WORK TO COMPLETE: Only the lines that hold the word "parsed" are wanted from this listing.

┌──

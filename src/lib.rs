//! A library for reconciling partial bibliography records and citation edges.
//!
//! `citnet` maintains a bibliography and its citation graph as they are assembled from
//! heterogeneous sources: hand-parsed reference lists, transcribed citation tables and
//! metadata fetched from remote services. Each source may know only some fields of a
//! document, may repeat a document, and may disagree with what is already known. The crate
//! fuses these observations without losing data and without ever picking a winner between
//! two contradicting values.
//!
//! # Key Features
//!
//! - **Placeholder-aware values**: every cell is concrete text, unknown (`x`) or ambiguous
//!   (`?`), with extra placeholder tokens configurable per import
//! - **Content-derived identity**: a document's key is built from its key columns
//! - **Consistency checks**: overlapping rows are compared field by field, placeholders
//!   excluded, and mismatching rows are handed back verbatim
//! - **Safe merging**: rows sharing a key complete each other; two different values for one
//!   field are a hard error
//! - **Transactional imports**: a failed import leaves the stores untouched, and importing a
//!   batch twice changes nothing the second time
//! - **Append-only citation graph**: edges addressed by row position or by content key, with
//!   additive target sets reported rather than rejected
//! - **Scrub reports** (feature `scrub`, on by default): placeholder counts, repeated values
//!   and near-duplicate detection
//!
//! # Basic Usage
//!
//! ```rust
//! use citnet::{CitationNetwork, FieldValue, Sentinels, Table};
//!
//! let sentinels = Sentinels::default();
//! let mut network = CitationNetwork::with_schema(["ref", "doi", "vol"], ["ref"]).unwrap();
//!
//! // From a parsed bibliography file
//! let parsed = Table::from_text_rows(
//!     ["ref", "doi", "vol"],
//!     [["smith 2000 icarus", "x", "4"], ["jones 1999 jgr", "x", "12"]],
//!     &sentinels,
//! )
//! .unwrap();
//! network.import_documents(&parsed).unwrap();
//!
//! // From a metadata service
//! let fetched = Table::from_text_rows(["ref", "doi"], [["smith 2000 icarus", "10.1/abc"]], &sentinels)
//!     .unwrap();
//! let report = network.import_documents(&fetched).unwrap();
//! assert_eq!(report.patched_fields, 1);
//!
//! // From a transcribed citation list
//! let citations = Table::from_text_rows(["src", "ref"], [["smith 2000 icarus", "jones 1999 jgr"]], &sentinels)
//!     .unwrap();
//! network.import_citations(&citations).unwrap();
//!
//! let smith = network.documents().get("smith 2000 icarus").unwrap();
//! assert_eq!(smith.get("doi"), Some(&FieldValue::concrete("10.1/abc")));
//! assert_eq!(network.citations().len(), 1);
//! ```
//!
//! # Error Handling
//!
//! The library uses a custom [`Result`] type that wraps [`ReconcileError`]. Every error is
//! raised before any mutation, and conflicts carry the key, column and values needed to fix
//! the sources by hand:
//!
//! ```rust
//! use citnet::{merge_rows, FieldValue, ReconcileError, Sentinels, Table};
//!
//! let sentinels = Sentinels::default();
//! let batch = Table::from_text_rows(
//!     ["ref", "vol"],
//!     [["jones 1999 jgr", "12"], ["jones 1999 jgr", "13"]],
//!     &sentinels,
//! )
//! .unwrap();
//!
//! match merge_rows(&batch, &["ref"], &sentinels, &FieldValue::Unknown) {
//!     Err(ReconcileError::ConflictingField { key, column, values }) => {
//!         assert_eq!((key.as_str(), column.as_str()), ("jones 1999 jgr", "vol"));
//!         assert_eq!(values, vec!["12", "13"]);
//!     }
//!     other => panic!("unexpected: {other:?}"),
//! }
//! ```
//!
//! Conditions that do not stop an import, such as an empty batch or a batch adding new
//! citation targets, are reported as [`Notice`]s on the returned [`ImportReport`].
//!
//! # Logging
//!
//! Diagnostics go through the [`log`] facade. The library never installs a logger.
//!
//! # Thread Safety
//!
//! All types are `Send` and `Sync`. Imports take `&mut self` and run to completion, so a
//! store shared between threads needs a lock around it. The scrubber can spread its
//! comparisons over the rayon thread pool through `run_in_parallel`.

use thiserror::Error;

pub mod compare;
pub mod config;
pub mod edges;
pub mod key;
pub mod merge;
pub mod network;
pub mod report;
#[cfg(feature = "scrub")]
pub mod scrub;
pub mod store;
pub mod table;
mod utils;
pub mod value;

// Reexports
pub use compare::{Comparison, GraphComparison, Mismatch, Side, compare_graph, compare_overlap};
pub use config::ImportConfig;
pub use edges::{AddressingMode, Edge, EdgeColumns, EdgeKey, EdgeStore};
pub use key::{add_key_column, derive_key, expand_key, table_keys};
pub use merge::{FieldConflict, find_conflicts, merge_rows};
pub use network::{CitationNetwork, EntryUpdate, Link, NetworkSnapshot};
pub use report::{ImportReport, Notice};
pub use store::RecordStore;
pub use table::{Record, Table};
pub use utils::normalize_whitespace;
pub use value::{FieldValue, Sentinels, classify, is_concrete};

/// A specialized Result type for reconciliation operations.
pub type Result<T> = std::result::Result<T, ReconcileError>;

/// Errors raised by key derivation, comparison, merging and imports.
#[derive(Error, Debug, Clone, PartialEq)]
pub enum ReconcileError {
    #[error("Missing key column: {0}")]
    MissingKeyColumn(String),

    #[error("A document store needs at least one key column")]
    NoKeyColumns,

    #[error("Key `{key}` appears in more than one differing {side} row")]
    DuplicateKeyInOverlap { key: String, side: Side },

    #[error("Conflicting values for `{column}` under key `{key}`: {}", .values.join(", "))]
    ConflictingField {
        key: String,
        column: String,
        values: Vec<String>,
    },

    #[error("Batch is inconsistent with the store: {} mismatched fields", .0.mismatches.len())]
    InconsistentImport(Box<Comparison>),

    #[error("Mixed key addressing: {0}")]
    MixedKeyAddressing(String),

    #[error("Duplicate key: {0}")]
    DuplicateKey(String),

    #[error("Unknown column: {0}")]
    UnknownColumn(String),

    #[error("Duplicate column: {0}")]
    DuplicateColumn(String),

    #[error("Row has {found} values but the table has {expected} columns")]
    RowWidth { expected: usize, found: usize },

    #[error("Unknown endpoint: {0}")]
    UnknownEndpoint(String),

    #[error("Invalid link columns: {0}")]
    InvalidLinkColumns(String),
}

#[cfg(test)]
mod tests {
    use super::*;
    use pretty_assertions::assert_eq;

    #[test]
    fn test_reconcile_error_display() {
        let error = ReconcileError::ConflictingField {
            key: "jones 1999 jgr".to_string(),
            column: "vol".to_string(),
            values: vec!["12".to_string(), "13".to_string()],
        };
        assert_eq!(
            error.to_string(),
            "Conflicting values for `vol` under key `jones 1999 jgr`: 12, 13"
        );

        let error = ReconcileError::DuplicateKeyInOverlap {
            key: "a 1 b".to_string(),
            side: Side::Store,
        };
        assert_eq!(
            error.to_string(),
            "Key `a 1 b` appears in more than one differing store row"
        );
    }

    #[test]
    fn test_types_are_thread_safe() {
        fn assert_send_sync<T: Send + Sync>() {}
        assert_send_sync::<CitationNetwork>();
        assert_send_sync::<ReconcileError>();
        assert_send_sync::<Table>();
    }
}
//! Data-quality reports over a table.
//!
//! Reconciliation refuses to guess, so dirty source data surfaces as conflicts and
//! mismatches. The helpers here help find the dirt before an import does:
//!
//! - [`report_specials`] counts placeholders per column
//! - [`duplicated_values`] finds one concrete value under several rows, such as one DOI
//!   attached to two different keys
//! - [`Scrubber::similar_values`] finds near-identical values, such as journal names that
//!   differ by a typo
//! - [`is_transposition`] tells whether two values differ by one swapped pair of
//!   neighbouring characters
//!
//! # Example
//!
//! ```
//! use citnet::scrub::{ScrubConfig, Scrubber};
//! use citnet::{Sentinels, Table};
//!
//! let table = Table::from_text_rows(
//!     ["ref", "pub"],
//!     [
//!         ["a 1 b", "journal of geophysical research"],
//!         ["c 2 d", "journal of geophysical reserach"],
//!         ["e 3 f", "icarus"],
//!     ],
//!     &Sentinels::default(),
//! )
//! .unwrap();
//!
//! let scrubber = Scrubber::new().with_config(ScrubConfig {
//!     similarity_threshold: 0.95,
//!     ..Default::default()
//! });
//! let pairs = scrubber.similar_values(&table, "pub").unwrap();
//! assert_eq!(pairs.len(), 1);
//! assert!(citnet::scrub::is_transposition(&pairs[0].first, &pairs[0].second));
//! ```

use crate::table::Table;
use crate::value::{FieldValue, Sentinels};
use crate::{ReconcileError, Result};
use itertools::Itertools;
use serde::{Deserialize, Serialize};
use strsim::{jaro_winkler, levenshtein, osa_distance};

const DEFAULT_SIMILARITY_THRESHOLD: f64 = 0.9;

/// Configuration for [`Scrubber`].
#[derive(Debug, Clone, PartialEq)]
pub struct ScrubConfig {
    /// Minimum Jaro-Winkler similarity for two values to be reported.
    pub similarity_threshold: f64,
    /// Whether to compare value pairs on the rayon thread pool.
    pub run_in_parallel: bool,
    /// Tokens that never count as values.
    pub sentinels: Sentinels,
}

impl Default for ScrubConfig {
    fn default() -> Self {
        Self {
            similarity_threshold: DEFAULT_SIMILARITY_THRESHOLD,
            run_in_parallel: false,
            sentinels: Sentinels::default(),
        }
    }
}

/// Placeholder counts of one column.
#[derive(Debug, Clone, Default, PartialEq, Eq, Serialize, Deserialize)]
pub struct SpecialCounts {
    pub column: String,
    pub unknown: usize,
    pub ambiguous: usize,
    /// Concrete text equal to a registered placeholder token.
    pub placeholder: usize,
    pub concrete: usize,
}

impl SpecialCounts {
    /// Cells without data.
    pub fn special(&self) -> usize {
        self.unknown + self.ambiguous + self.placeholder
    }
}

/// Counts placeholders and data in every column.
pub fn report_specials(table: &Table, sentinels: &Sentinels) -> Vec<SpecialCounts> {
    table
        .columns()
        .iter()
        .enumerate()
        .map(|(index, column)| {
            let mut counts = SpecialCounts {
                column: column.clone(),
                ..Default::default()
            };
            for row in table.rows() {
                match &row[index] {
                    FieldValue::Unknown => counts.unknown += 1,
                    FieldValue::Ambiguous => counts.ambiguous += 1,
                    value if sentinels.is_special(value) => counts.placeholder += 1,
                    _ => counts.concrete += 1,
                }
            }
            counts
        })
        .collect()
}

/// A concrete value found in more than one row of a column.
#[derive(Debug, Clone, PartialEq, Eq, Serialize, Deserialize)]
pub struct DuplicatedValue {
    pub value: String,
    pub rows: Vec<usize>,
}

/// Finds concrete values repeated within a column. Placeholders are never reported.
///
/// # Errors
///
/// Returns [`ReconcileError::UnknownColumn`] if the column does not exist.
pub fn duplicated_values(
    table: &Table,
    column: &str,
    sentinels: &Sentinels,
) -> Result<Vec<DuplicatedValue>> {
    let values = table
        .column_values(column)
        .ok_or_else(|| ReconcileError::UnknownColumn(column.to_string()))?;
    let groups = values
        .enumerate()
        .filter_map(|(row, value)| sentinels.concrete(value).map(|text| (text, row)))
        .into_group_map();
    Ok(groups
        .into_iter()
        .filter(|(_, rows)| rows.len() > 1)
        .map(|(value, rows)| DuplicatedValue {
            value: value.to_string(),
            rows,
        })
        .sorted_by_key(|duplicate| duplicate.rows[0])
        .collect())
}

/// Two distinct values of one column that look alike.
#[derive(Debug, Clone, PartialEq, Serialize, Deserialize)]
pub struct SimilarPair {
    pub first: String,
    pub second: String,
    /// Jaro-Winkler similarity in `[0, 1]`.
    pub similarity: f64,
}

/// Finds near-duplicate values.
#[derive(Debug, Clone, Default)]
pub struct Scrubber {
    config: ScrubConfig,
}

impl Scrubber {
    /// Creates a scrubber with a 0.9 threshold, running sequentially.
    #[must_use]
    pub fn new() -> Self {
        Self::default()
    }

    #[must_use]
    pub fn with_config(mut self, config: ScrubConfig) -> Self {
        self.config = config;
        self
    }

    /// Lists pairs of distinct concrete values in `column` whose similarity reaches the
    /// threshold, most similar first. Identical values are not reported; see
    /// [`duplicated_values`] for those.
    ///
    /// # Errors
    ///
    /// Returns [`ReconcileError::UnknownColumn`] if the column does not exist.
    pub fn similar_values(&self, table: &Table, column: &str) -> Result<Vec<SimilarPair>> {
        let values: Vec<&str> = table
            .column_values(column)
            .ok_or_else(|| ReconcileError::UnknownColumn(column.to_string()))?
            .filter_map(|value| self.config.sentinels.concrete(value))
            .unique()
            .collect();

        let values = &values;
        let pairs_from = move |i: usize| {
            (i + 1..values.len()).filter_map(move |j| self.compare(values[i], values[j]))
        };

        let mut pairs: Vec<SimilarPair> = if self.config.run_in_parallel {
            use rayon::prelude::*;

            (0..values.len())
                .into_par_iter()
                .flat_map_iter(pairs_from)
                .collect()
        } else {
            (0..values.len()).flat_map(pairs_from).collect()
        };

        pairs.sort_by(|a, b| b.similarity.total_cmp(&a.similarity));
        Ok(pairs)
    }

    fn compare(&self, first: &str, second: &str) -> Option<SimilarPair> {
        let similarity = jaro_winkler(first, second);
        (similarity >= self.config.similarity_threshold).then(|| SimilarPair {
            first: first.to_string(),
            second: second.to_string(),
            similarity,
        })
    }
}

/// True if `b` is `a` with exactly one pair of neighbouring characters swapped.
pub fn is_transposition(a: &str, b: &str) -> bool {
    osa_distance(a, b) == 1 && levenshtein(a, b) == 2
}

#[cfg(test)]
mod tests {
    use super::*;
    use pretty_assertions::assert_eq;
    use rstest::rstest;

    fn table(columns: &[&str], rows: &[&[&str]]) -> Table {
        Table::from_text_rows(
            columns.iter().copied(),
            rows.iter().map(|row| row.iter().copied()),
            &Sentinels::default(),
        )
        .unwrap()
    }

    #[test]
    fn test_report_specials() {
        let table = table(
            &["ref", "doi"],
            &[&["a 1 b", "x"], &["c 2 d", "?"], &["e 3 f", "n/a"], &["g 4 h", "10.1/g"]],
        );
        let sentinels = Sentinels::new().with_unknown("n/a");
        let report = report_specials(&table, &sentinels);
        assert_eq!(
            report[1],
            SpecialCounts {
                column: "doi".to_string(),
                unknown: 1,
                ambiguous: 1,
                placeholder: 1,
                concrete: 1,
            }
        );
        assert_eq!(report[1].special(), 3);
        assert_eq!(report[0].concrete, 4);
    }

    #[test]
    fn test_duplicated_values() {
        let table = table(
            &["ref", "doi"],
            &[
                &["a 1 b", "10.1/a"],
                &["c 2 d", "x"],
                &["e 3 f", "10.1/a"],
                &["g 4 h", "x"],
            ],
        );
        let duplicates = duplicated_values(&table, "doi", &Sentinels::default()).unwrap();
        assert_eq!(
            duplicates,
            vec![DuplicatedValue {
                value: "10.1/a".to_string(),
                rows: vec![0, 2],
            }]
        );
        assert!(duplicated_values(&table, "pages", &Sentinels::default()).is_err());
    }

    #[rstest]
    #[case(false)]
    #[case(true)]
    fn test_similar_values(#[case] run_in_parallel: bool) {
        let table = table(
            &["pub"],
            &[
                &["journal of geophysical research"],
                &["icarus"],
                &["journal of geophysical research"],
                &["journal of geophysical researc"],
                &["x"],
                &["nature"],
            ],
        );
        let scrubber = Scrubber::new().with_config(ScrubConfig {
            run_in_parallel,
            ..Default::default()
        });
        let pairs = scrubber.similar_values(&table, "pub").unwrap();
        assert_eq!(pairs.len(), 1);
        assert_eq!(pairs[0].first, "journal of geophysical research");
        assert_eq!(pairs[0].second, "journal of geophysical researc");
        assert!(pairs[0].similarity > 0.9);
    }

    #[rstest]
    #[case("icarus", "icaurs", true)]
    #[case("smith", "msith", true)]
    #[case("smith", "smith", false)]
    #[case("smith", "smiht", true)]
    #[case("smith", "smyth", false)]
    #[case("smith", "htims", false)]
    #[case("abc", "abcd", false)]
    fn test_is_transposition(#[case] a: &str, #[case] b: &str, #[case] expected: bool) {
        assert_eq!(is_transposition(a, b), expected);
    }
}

└──

ANSWER TO THE PROBLEM:
//! heterogeneous sources: hand-parsed reference lists, transcribed citation tables and
//! // From a parsed bibliography file
//! let parsed = Table::from_text_rows(
//! network.import_documents(&parsed).unwrap();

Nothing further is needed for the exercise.